Credit Suisse (CSGN.S) on Monday unveiled details of its plan to raise 4 billion Swiss francs ($4.01 billion) from investors to support the embattled bank's bid to tackle the biggest crisis in its 166-year history.
Switzerland's second-biggest lender is raising new capital to fund an overhaul, which will see it cut thousands of jobs and shift its focus away from investment banking and towards the less turbulent area of wealth management. Proudly showcasing the Alexandria Seaport Project's final phases. Continuing to build new horizons and formulating sustainable development in global trade by constructing one of the highly anticipated berths in Egypt that serve this goal. Working on this huge project, hand in hand with several . Its reputation has been battered by a string of scandals and losses, including a $5.5 billion loss from the unravelling of U.S. investment firm Archegos, and it had to freeze $10 billion worth of supply chain finance funds linked to insolvent British financier Greensill.

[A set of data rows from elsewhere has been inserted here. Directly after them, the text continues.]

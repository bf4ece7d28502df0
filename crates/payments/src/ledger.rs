//! Pay-asset ledger
//!
//! Balances and allowances of the asset an app settles in. For a native rail
//! this stands in for the host's currency; for a fungible rail it is the
//! asset's own balance sheet. Writes between `begin` and `commit` are
//! journaled so a failed call can be rolled back.

use crate::errors::*;
use bondfi_types::{AccountId, Amount};
use serde::{Deserialize, Serialize};
use std::collections::HashMap;
use tracing::debug;

#[derive(Debug, Clone, PartialEq, Eq)]
enum PayUndo {
    Balance {
        account: AccountId,
        prev: Amount,
    },
    Allowance {
        owner: AccountId,
        spender: AccountId,
        prev: Option<Amount>,
    },
}

#[derive(Debug, Clone, Default, PartialEq, Eq, Serialize, Deserialize)]
pub struct PayLedger {
    balances: HashMap<AccountId, Amount>,
    /// owner → spender → remaining allowance
    allowances: HashMap<AccountId, HashMap<AccountId, Amount>>,
    #[serde(skip)]
    journal: Option<Vec<PayUndo>>,
}

impl PayLedger {
    pub fn new() -> Self {
        Self::default()
    }

    pub fn balance_of(&self, account: &AccountId) -> Amount {
        self.balances.get(account).copied().unwrap_or(0)
    }

    pub fn allowance(&self, owner: &AccountId, spender: &AccountId) -> Amount {
        self.allowances
            .get(owner)
            .and_then(|spenders| spenders.get(spender))
            .copied()
            .unwrap_or(0)
    }

    /// Sum of all balances
    pub fn total_balances(&self) -> Amount {
        self.balances.values().sum()
    }

    /// Start journaling writes, rolling back any journal still open.
    pub fn begin(&mut self) {
        self.rollback();
        self.journal = Some(Vec::new());
    }

    pub fn commit(&mut self) {
        self.journal = None;
    }

    /// Undo every write since `begin`, newest first.
    pub fn rollback(&mut self) {
        let Some(journal) = self.journal.take() else {
            return;
        };
        let undone = journal.len();
        for entry in journal.into_iter().rev() {
            match entry {
                PayUndo::Balance { account, prev: 0 } => {
                    self.balances.remove(&account);
                }
                PayUndo::Balance { account, prev } => {
                    self.balances.insert(account, prev);
                }
                PayUndo::Allowance {
                    owner,
                    spender,
                    prev: Some(prev),
                } => {
                    self.allowances.entry(owner).or_default().insert(spender, prev);
                }
                PayUndo::Allowance {
                    owner,
                    spender,
                    prev: None,
                } => {
                    if let Some(spenders) = self.allowances.get_mut(&owner) {
                        spenders.remove(&spender);
                        if spenders.is_empty() {
                            self.allowances.remove(&owner);
                        }
                    }
                }
            }
        }
        debug!(target: "payments", "Rolled back {} pay ledger writes", undone);
    }

    fn record_balance(&mut self, account: &AccountId) {
        let prev = self.balance_of(account);
        if let Some(journal) = self.journal.as_mut() {
            journal.push(PayUndo::Balance {
                account: *account,
                prev,
            });
        }
    }

    pub fn credit(&mut self, account: &AccountId, amount: Amount) -> Result<()> {
        self.record_balance(account);
        let balance = self.balances.entry(*account).or_insert(0);
        *balance = balance.checked_add(amount).ok_or(PaymentError::Overflow)?;
        Ok(())
    }

    pub fn debit(&mut self, account: &AccountId, amount: Amount) -> Result<()> {
        let available = self.balance_of(account);
        if available < amount {
            return Err(PaymentError::InsufficientBalance {
                account: *account,
                needed: amount,
                available,
            });
        }
        self.record_balance(account);
        let remaining = available - amount;
        if remaining == 0 {
            self.balances.remove(account);
        } else {
            self.balances.insert(*account, remaining);
        }
        Ok(())
    }

    pub fn transfer(&mut self, from: &AccountId, to: &AccountId, amount: Amount) -> Result<()> {
        if amount == 0 || from == to {
            return Ok(());
        }
        self.debit(from, amount)?;
        self.credit(to, amount)
    }

    pub fn approve(&mut self, owner: &AccountId, spender: &AccountId, amount: Amount) {
        if let Some(journal) = self.journal.as_mut() {
            let prev = self
                .allowances
                .get(owner)
                .and_then(|spenders| spenders.get(spender))
                .copied();
            journal.push(PayUndo::Allowance {
                owner: *owner,
                spender: *spender,
                prev,
            });
        }
        self.allowances
            .entry(*owner)
            .or_default()
            .insert(*spender, amount);
    }

    /// Spend `amount` of `owner`'s allowance to `spender`, all or nothing.
    pub fn spend_allowance(
        &mut self,
        owner: &AccountId,
        spender: &AccountId,
        amount: Amount,
    ) -> Result<()> {
        let allowance = self.allowance(owner, spender);
        if allowance < amount {
            return Err(PaymentError::InsufficientAllowance {
                needed: amount,
                allowance,
            });
        }
        self.approve(owner, spender, allowance - amount);
        Ok(())
    }
}

#[cfg(test)]
mod tests {
    use super::*;

    #[test]
    fn test_credit_debit() {
        let mut ledger = PayLedger::new();
        let alice = AccountId::from_label("alice");

        ledger.credit(&alice, 1000).unwrap();
        ledger.debit(&alice, 300).unwrap();
        assert_eq!(ledger.balance_of(&alice), 700);

        let err = ledger.debit(&alice, 701).unwrap_err();
        assert_eq!(
            err,
            PaymentError::InsufficientBalance {
                account: alice,
                needed: 701,
                available: 700
            }
        );
        assert_eq!(ledger.balance_of(&alice), 700);
    }

    #[test]
    fn test_allowance_is_all_or_nothing() {
        let mut ledger = PayLedger::new();
        let alice = AccountId::from_label("alice");
        let market = AccountId::from_label("market");

        ledger.approve(&alice, &market, 500);
        assert!(ledger.spend_allowance(&alice, &market, 501).is_err());
        assert_eq!(ledger.allowance(&alice, &market), 500);

        ledger.spend_allowance(&alice, &market, 200).unwrap();
        assert_eq!(ledger.allowance(&alice, &market), 300);
    }

    #[test]
    fn test_rollback_restores_balances_and_allowances() {
        let mut ledger = PayLedger::new();
        let alice = AccountId::from_label("alice");
        let market = AccountId::from_label("market");
        ledger.credit(&alice, 1_000).unwrap();
        ledger.approve(&alice, &market, 600);
        let before = ledger.clone();

        ledger.begin();
        ledger.spend_allowance(&alice, &market, 600).unwrap();
        ledger.transfer(&alice, &market, 600).unwrap();
        ledger.approve(&market, &alice, 1);
        ledger.rollback();

        assert_eq!(ledger, before);
        assert_eq!(ledger.balance_of(&market), 0);
        assert_eq!(ledger.allowance(&alice, &market), 600);
    }

    #[test]
    fn test_ledger_serializes_with_hex_keys() {
        let mut ledger = PayLedger::new();
        let alice = AccountId::from_label("alice");
        ledger.credit(&alice, 5).unwrap();

        let json = serde_json::to_string(&ledger).unwrap();
        assert!(json.contains(&alice.to_hex()));
        let back: PayLedger = serde_json::from_str(&json).unwrap();
        assert_eq!(back, ledger);
    }
}
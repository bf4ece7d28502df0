use thiserror::Error;

/// Curve-domain faults.
///
/// `DivisionByZero` and `Overflow` are distinct classes: the first means the
/// call landed exactly on the curve's asymptote, the second that it went past
/// it (or past `u128`). Neither is translated into a friendlier error by the
/// market; together they cap the size of a single call.
#[derive(Debug, Clone, PartialEq, Eq, Error)]
pub enum CurveError {
    #[error("curve division by zero: supply reached the curve asymptote")]
    DivisionByZero,

    #[error("curve arithmetic overflow: supply beyond the curve domain")]
    Overflow,

    #[error("invalid curve parameters: {0}")]
    InvalidParameters(&'static str),
}

pub type Result<T> = std::result::Result<T, CurveError>;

The bank now is offering new and existing shareholders the chance to buy new shares in the lender.
It said new investors have committed to buying 462 million new shares at a purchase price of 3.82 Swiss francs ($3.83), equivalent to 94% of the volume weighted average price of Credit Suisse shares on Oct. 27 and 28, raising 1.76 billion Swiss francs. Some 307.6 million of the new shares are expected to be bought by Saudi National Bank (1180.SE), giving it a 9.9% stake in Credit Suisse.
Existing investors meanwhile will get the chance to buy 889 million shares being offered at 2.52 francs per share, with subscription rights corresponding to the size of their present stake.
It is expected that seven pre-emptive subscription rights will entitle their holder to purchase two new shares at a 32% discount on the reference price, Credit Suisse said. Proudly showcasing the Alexandria Seaport Project's final phases. Continuing to build new horizons and formulating sustainable development in global trade by constructing one of the highly anticipated berths in Egypt that serve this goal. Working on this huge project, hand in hand with several... If shareholders reject the plan, Credit Suisse said it would issue 1.8 billion new shares at an offer price of 2.27 francs per share, which would still enable it to raise 4 billion francs.
The bank has been pushing to sell assets to raise money and free up capital to try to limit how much cash it would have to raise, handle its legacy litigation costs and retain a cushion for rough markets ahead.
On Monday, Credit Suisse said it would act as its own global coordinator for the rights offering, while Deutsche Bank, Morgan Stanley, RBC Capital Markets and Societe Generale would be Joint Lead Managers and Joint Bookrunners.